Rain and melting snow flow downhill through creeks and streams into the Capilano, Seymour, and Coquitlam Reservoirs.
While rainfall replenishes the reservoirs during the winter and spring, dry periods and higher demand for water in the summer lower the reservoirs' water levels – and our drinking water supply.
How does water get to our homes?
Metro Vancouver and Greater Vancouver Water District member jurisdictions work together to supply clean, safe drinking water to the region. Metro Vancouver is responsible for protecting and providing the region’s water supply, including: protecting our watersheds, storing, treating and ensuring the quality of our water, supplying water directly to local governments, and planning for future supply and demand.
Local governments are responsible for providing water to residents and businesses, enforcing regulations, utility billing, and water metering where used.

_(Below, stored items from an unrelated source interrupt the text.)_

use axum::{
    extract::Request,
    http::{HeaderName, HeaderValue},
    middleware::Next,
    response::Response,
};
use std::net::SocketAddr;
use tracing::{info, Instrument};
use uuid::Uuid;

pub const REQUEST_ID_HEADER: HeaderName = HeaderName::from_static("x-request-id");

/// Logs every request under a request id, reusing the caller's
/// `x-request-id` when present and echoing it on the response.
pub async fn logging_middleware(mut request: Request, next: Next) -> Response {
    let request_id = request_id(&request);
    let method = request.method().clone();
    let uri = request.uri().clone();
    let client_ip = get_client_ip(&request);

    if let Ok(value) = HeaderValue::from_str(&request_id) {
        request.headers_mut().insert(REQUEST_ID_HEADER, value);
    }

    let span = tracing::info_span!("request", request_id = %request_id);
    async move {
        info!(
            target: "quotaguard::middleware",
            method = %method,
            uri = %uri,
            client_ip = %client_ip,
            "Incoming request"
        );

        let mut response = next.run(request).await;

        let status = response.status();
        info!(
            target: "quotaguard::middleware",
            method = %method,
            uri = %uri,
            status = %status,
            "Request completed"
        );

        if let Ok(value) = HeaderValue::from_str(&request_id) {
            response.headers_mut().insert(REQUEST_ID_HEADER, value);
        }
        response
    }
    .instrument(span)
    .await
}

fn request_id(request: &Request) -> String {
    request
        .headers()
        .get(REQUEST_ID_HEADER)
        .and_then(|v| v.to_str().ok())
        .filter(|v| !v.is_empty() && v.len() <= 128)
        .map(str::to_string)
        .unwrap_or_else(|| Uuid::new_v4().to_string())
}

fn get_client_ip(request: &Request) -> String {
    if let Some(forwarded) = request.headers().get("x-forwarded-for") {
        if let Ok(forwarded_str) = forwarded.to_str() {
            if let Some(first_ip) = forwarded_str.split(',').next() {
                return first_ip.trim().to_string();
            }
        }
    }

    if let Some(real_ip) = request.headers().get("x-real-ip") {
        if let Ok(ip_str) = real_ip.to_str() {
            return ip_str.to_string();
        }
    }

    if let Some(addr) = request.extensions().get::<SocketAddr>() {
        addr.ip().to_string()
    } else {
        "unknown".to_string()
    }
}
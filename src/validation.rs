use crate::error::{QuotaError, Result};
use regex::Regex;
use std::sync::LazyLock;
use tracing::warn;

pub const MAX_SCOPE_LEN: usize = 256;

static CONTROL_CHARS: LazyLock<Regex> =
    LazyLock::new(|| Regex::new(r"[\x00-\x1F\x7F]").expect("static regex"));

/// Scope identity validation. A bad scope is a bug in the caller layer, so
/// failures are logged rather than surfaced to end users.
pub struct ScopeValidator;

impl ScopeValidator {
    pub fn validate(scope: &str) -> Result<()> {
        let reason = if scope.trim().is_empty() {
            Some("Scope cannot be empty")
        } else if scope.chars().count() > MAX_SCOPE_LEN {
            Some("Scope exceeds 256 characters")
        } else if CONTROL_CHARS.is_match(scope) {
            Some("Scope contains control characters")
        } else {
            None
        };

        match reason {
            None => Ok(()),
            Some(reason) => {
                warn!(
                    target: "quotaguard::caller",
                    scope = %scope.escape_debug(),
                    reason,
                    "rejected malformed scope"
                );
                Err(QuotaError::InvalidScope(reason.to_string()))
            }
        }
    }

    pub fn validate_tier(tier: &str) -> Result<()> {
        if tier.trim().is_empty() {
            return Err(QuotaError::Validation("Tier cannot be empty".to_string()));
        }
        Ok(())
    }
}
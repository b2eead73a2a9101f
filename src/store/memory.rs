use super::janitor::{self, Janitor};
use super::{CounterDecision, CounterStore, WindowAdmission, WindowCheck};
use crate::clock::Clock;
use crate::error::{QuotaError, Result};
use async_trait::async_trait;
use std::collections::{HashMap, VecDeque};
use std::sync::{Arc, RwLock, RwLockWriteGuard};
use std::time::Duration;
use tokio::sync::Mutex;

/// Fixed-window counter. `count` only grows until `expires_at_ms`.
#[derive(Debug, Clone)]
pub(super) struct Counter {
    pub count: u64,
    pub limit: u64,
    pub expires_at_ms: u64,
}

/// Admitted-event instants for one trailing window, oldest first.
#[derive(Debug, Clone, Default)]
pub(super) struct RateWindow {
    pub timestamps: VecDeque<u64>,
    pub window_ms: u64,
}

impl RateWindow {
    pub fn prune(&mut self, now_ms: u64) {
        // Within one window of the epoch nothing is stale yet.
        let Some(cutoff) = now_ms.checked_sub(self.window_ms) else {
            return;
        };
        while self.timestamps.front().is_some_and(|&ts| ts <= cutoff) {
            self.timestamps.pop_front();
        }
    }
}

/// Maps shared by all request contexts in one process and by the janitor.
pub(super) struct LocalState {
    pub clock: Arc<dyn Clock>,
    pub counters: RwLock<HashMap<String, Counter>>,
    pub windows: RwLock<HashMap<String, RateWindow>>,
}

impl LocalState {
    pub fn counters_mut(&self) -> Result<RwLockWriteGuard<'_, HashMap<String, Counter>>> {
        self.counters.write().map_err(|_| {
            QuotaError::Internal("Failed to acquire write lock on counters".to_string())
        })
    }

    pub fn windows_mut(&self) -> Result<RwLockWriteGuard<'_, HashMap<String, RateWindow>>> {
        self.windows.write().map_err(|_| {
            QuotaError::Internal("Failed to acquire write lock on windows".to_string())
        })
    }
}

/// In-process counter store.
///
/// Owns a [`Janitor`] between [`open`](CounterStore::open) and
/// [`close`](CounterStore::close). Limits enforced here are per-instance.
pub struct LocalStore {
    state: Arc<LocalState>,
    janitor_interval: Duration,
    janitor: Mutex<Option<Janitor>>,
}

impl LocalStore {
    pub fn new(clock: Arc<dyn Clock>, janitor_interval: Duration) -> Self {
        Self {
            state: Arc::new(LocalState {
                clock,
                counters: RwLock::new(HashMap::new()),
                windows: RwLock::new(HashMap::new()),
            }),
            janitor_interval,
            janitor: Mutex::new(None),
        }
    }

    /// Number of live fixed-window counters and sliding windows.
    pub fn len(&self) -> Result<(usize, usize)> {
        let counters = self.state.counters_mut()?.len();
        let windows = self.state.windows_mut()?.len();
        Ok((counters, windows))
    }

    pub fn is_empty(&self) -> Result<bool> {
        self.len().map(|(c, w)| c == 0 && w == 0)
    }

    pub async fn janitor_running(&self) -> bool {
        self.janitor.lock().await.is_some()
    }
}

#[async_trait]
impl CounterStore for LocalStore {
    fn name(&self) -> &'static str {
        "local"
    }

    async fn open(&self) -> Result<()> {
        let mut slot = self.janitor.lock().await;
        if slot.is_none() {
            *slot = Some(Janitor::spawn(Arc::clone(&self.state), self.janitor_interval));
        }
        Ok(())
    }

    async fn close(&self) {
        let janitor = self.janitor.lock().await.take();
        if let Some(janitor) = janitor {
            janitor.stop().await;
        }
    }

    async fn check_and_increment(
        &self,
        key: &str,
        limit: u64,
        ttl: Duration,
    ) -> Result<CounterDecision> {
        let now = self.state.clock.now_ms();
        let mut counters = self.state.counters_mut()?;

        let counter = counters.entry(key.to_string()).or_insert_with(|| Counter {
            count: 0,
            limit,
            expires_at_ms: now + ttl.as_millis() as u64,
        });

        // Lazy rollover: the first access after expiry starts a new window.
        if now >= counter.expires_at_ms {
            counter.count = 0;
            counter.expires_at_ms = now + ttl.as_millis() as u64;
        }
        counter.limit = limit;

        if counter.count >= counter.limit {
            return Ok(CounterDecision {
                allowed: false,
                count: counter.count,
            });
        }

        counter.count += 1;
        Ok(CounterDecision {
            allowed: true,
            count: counter.count,
        })
    }

    async fn record_event(&self, key: &str, now_ms: u64, window: Duration) -> Result<u64> {
        let mut windows = self.state.windows_mut()?;
        let entry = windows.entry(key.to_string()).or_default();
        entry.window_ms = window.as_millis() as u64;
        entry.timestamps.push_back(now_ms);
        entry.prune(now_ms);
        Ok(entry.timestamps.len() as u64)
    }

    async fn admit_event(&self, checks: &[WindowCheck], now_ms: u64) -> Result<WindowAdmission> {
        let mut windows = self.state.windows_mut()?;

        for (index, check) in checks.iter().enumerate() {
            let Some(window) = windows.get_mut(&check.key) else {
                if check.limit == 0 {
                    return Ok(WindowAdmission::Rejected {
                        window: index,
                        count: 0,
                        oldest_ms: now_ms,
                    });
                }
                continue;
            };
            window.window_ms = check.window_ms;
            window.prune(now_ms);

            let count = window.timestamps.len() as u64;
            if count >= check.limit {
                return Ok(WindowAdmission::Rejected {
                    window: index,
                    count,
                    oldest_ms: window.timestamps.front().copied().unwrap_or(now_ms),
                });
            }
        }

        let mut counts = Vec::with_capacity(checks.len());
        for check in checks {
            let window = windows.entry(check.key.clone()).or_insert_with(|| RateWindow {
                timestamps: VecDeque::new(),
                window_ms: check.window_ms,
            });
            window.timestamps.push_back(now_ms);
            counts.push(window.timestamps.len() as u64);
        }

        Ok(WindowAdmission::Admitted { counts })
    }

    async fn count_events(&self, key: &str, now_ms: u64, window: Duration) -> Result<u64> {
        let windows = self.state.windows.read().map_err(|_| {
            QuotaError::Internal("Failed to acquire read lock on windows".to_string())
        })?;

        let Some(entry) = windows.get(key) else {
            return Ok(0);
        };
        let cutoff = now_ms.checked_sub(window.as_millis() as u64);
        Ok(entry
            .timestamps
            .iter()
            .filter(|&&ts| cutoff.map_or(true, |cutoff| ts > cutoff))
            .count() as u64)
    }

    async fn peek(&self, key: &str) -> Result<u64> {
        let now = self.state.clock.now_ms();
        let counters = self.state.counters.read().map_err(|_| {
            QuotaError::Internal("Failed to acquire read lock on counters".to_string())
        })?;

        Ok(match counters.get(key) {
            Some(counter) if now < counter.expires_at_ms => counter.count,
            _ => 0,
        })
    }

    async fn evict_expired(&self) -> Result<usize> {
        janitor::sweep(&self.state).map(|stats| stats.total())
    }
}

impl Drop for LocalStore {
    fn drop(&mut self) {
        if let Some(janitor) = self.janitor.get_mut().take() {
            janitor.abort();
        }
    }
}

#[cfg(test)]
mod tests {
    use super::*;
    use crate::clock::ManualClock;

    fn store_at(start_ms: u64) -> (LocalStore, ManualClock) {
        let clock = ManualClock::new(start_ms);
        let store = LocalStore::new(Arc::new(clock.clone()), Duration::from_secs(60));
        (store, clock)
    }

    #[tokio::test]
    async fn test_counts_up_to_limit_then_rejects() {
        let (store, _) = store_at(0);
        let ttl = Duration::from_secs(60);

        for expected in 1..=3 {
            let decision = store.check_and_increment("k", 3, ttl).await.unwrap();
            assert!(decision.allowed);
            assert_eq!(decision.count, expected);
        }

        let decision = store.check_and_increment("k", 3, ttl).await.unwrap();
        assert!(!decision.allowed);
        assert_eq!(decision.count, 3);
        assert_eq!(store.peek("k").await.unwrap(), 3);
    }

    #[tokio::test]
    async fn test_counter_resets_lazily_after_expiry() {
        let (store, clock) = store_at(0);
        let ttl = Duration::from_millis(1_000);

        store.check_and_increment("k", 1, ttl).await.unwrap();
        assert!(!store.check_and_increment("k", 1, ttl).await.unwrap().allowed);

        clock.set(1_000);
        assert_eq!(store.peek("k").await.unwrap(), 0);
        let decision = store.check_and_increment("k", 1, ttl).await.unwrap();
        assert!(decision.allowed);
        assert_eq!(decision.count, 1);
    }

    #[tokio::test]
    async fn test_peek_does_not_create_or_mutate() {
        let (store, _) = store_at(0);
        assert_eq!(store.peek("missing").await.unwrap(), 0);
        assert!(store.is_empty().unwrap());
    }

    #[tokio::test]
    async fn test_record_event_prunes_old_entries() {
        let (store, _) = store_at(0);
        let window = Duration::from_millis(10_000);

        for t in 0..5 {
            assert_eq!(store.record_event("w", t * 1_000, window).await.unwrap(), t + 1);
        }
        // Entries at 0 and 1000 fall out of (1000, 11000].
        assert_eq!(store.record_event("w", 11_000, window).await.unwrap(), 4);
    }

    #[tokio::test]
    async fn test_entry_at_epoch_is_kept_within_first_window() {
        let (store, _) = store_at(0);
        let window = Duration::from_millis(10_000);

        assert_eq!(store.record_event("w", 0, window).await.unwrap(), 1);
        assert_eq!(store.record_event("w", 5_000, window).await.unwrap(), 2);
        assert_eq!(store.count_events("w", 9_999, window).await.unwrap(), 2);
        // (0, 10000] no longer holds the entry at 0.
        assert_eq!(store.count_events("w", 10_000, window).await.unwrap(), 1);
    }

    #[tokio::test]
    async fn test_count_events_is_read_only() {
        let (store, _) = store_at(0);
        let window = Duration::from_secs(10);

        assert_eq!(store.count_events("w", 1_000, window).await.unwrap(), 0);
        assert!(store.is_empty().unwrap());

        store.record_event("w", 1_000, window).await.unwrap();
        store.record_event("w", 2_000, window).await.unwrap();
        assert_eq!(store.count_events("w", 11_500, window).await.unwrap(), 1);
        assert_eq!(store.count_events("w", 3_000, window).await.unwrap(), 2);
    }

    #[tokio::test]
    async fn test_admit_event_rejection_has_no_side_effects() {
        let (store, _) = store_at(0);
        let checks = vec![
            WindowCheck::new("minute", Duration::from_secs(60), 2),
            WindowCheck::new("day", Duration::from_secs(86_400), 10),
        ];

        assert_eq!(
            store.admit_event(&checks, 0).await.unwrap(),
            WindowAdmission::Admitted { counts: vec![1, 1] }
        );
        assert_eq!(
            store.admit_event(&checks, 10).await.unwrap(),
            WindowAdmission::Admitted { counts: vec![2, 2] }
        );
        assert_eq!(
            store.admit_event(&checks, 20).await.unwrap(),
            WindowAdmission::Rejected { window: 0, count: 2, oldest_ms: 0 }
        );

        // The day window was not charged for the rejected event.
        let after_minute = 60_010;
        assert_eq!(
            store.admit_event(&checks, after_minute).await.unwrap(),
            WindowAdmission::Admitted { counts: vec![1, 3] }
        );
    }

    #[tokio::test]
    async fn test_concurrent_increments_never_exceed_limit() {
        let (store, _) = store_at(0);
        let store = Arc::new(store);
        let mut handles = Vec::new();

        for _ in 0..50 {
            let store = Arc::clone(&store);
            handles.push(tokio::spawn(async move {
                store
                    .check_and_increment("shared", 20, Duration::from_secs(60))
                    .await
                    .unwrap()
                    .allowed
            }));
        }

        let mut admitted = 0;
        for handle in handles {
            if handle.await.unwrap() {
                admitted += 1;
            }
        }
        assert_eq!(admitted, 20);
        assert_eq!(store.peek("shared").await.unwrap(), 20);
    }
}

Our drinking water is treated right as it leaves the reservoirs, in two state-of-the-art water treatment plants. The Seymour-Capilano Filtration Plant can treat up to 1.8 billion litres of water per day and the Coquitlam Water Treatment Plant treats around 380 million litres of drinking water each day.
Metro Vancouver conducts daily tests on our drinking water—analyzing around 35,000 water samples each year. Water is tested at the reservoirs, through the water mains, and again in each municipality to ensure it's clean and safe all the way to your tap.
Metro Vancouver delivers about one billion litres of drinking water each day to local governments (rising to over 1.5 billion in summer due to lawn watering and increased outdoor use). Over 500 km of water mains connect a network of dams, pump stations, storage reservoirs and disinfection stations, plus hundreds of kilometers of local government distribution systems used to deliver drinking water to the taps of businesses and residents.
Operating our water system requires constant upgrades, maintenance and expansion. By using less drinking water for daily activities, we can reduce demand and minimize the high costs required for new infrastructure.